● **Task requirements**
Give again, word for word, each line below starting at the one that contains "its REST API." and ending at the one that contains "#[serde(default)]".

━━━━━ Record extracts

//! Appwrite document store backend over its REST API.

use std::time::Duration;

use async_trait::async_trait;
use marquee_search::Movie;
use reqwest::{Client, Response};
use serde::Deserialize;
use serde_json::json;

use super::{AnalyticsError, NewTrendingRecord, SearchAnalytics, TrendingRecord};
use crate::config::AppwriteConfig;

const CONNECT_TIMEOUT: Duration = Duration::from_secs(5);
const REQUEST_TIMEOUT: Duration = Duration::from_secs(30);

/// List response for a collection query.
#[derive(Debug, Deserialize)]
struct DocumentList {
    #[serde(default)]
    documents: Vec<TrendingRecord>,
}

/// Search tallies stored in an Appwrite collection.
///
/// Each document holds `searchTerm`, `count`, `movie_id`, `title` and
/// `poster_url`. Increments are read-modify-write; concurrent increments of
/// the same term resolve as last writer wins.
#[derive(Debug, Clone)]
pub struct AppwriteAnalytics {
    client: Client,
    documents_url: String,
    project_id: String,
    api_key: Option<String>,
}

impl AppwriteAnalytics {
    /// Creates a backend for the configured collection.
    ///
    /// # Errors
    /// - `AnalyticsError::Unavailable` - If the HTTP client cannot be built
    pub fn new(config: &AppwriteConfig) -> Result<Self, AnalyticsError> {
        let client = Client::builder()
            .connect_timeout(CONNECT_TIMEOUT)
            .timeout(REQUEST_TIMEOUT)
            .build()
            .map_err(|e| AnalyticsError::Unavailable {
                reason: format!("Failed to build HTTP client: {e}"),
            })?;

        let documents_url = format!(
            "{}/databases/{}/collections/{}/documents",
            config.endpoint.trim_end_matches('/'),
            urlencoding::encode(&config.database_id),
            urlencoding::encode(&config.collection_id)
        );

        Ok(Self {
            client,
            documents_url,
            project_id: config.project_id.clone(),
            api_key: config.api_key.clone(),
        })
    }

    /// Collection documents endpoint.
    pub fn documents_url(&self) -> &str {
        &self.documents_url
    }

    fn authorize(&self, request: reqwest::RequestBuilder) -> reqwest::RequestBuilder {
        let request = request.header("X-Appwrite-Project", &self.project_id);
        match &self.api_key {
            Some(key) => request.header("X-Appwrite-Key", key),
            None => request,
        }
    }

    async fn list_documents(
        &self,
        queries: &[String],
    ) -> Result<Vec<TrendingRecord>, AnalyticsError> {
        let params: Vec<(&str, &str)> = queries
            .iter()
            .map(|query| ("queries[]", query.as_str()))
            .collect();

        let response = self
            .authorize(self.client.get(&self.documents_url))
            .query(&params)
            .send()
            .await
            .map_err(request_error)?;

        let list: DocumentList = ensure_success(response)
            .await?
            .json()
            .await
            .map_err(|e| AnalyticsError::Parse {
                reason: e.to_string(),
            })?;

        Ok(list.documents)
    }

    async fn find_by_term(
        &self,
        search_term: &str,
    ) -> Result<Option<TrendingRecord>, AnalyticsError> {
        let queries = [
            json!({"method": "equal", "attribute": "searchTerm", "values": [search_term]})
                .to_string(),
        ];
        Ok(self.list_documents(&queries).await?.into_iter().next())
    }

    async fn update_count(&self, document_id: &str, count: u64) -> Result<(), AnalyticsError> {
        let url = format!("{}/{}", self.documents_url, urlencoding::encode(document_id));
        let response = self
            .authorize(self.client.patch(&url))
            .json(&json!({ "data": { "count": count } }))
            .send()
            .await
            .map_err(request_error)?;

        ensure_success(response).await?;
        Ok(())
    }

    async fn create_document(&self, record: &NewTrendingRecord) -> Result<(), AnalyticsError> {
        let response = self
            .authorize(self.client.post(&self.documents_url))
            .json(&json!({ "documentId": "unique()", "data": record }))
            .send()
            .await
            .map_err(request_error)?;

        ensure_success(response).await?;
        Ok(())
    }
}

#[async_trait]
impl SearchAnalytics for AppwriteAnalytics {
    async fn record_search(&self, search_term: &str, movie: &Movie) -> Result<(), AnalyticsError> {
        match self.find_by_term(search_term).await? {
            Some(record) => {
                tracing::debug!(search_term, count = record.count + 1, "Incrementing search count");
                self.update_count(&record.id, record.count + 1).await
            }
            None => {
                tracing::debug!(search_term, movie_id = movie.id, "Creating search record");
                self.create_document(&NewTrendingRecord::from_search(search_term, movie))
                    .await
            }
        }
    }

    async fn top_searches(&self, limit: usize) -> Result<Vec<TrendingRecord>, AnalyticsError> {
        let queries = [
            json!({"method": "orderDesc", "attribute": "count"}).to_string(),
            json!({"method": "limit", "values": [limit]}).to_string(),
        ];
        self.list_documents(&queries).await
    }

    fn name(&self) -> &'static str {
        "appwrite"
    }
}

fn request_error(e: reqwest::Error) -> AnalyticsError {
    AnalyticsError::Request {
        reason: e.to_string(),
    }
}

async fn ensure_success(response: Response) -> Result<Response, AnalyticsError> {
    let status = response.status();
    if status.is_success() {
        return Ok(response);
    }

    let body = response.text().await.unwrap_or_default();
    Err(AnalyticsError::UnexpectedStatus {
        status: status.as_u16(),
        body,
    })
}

━━━━━━━━━━
━━━━━ Record extracts

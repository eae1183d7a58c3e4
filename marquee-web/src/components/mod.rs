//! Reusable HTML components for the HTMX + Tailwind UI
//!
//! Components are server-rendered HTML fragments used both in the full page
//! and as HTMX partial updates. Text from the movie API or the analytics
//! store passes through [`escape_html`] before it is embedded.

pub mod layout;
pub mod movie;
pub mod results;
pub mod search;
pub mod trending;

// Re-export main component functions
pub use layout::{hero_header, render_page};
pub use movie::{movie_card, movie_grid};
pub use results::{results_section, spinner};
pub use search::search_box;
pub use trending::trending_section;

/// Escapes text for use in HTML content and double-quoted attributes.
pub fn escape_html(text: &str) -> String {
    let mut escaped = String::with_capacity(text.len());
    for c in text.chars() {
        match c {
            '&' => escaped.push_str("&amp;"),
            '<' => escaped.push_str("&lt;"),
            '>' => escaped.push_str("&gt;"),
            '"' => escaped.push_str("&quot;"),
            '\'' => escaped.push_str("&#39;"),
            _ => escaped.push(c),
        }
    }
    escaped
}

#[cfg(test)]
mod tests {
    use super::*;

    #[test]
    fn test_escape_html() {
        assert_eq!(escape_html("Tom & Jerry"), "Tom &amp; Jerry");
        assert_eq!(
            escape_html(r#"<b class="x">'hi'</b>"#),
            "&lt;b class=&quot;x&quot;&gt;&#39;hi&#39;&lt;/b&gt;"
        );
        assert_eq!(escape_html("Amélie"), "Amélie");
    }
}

━━━━━━━━━━

● **Solution below**
//! Appwrite document store backend over its REST API.

use std::time::Duration;

use async_trait::async_trait;
use marquee_search::Movie;
use reqwest::{Client, Response};
use serde::Deserialize;
use serde_json::json;

use super::{AnalyticsError, NewTrendingRecord, SearchAnalytics, TrendingRecord};
use crate::config::AppwriteConfig;

const CONNECT_TIMEOUT: Duration = Duration::from_secs(5);
const REQUEST_TIMEOUT: Duration = Duration::from_secs(30);

/// List response for a collection query.
#[derive(Debug, Deserialize)]
struct DocumentList {
    #[serde(default)]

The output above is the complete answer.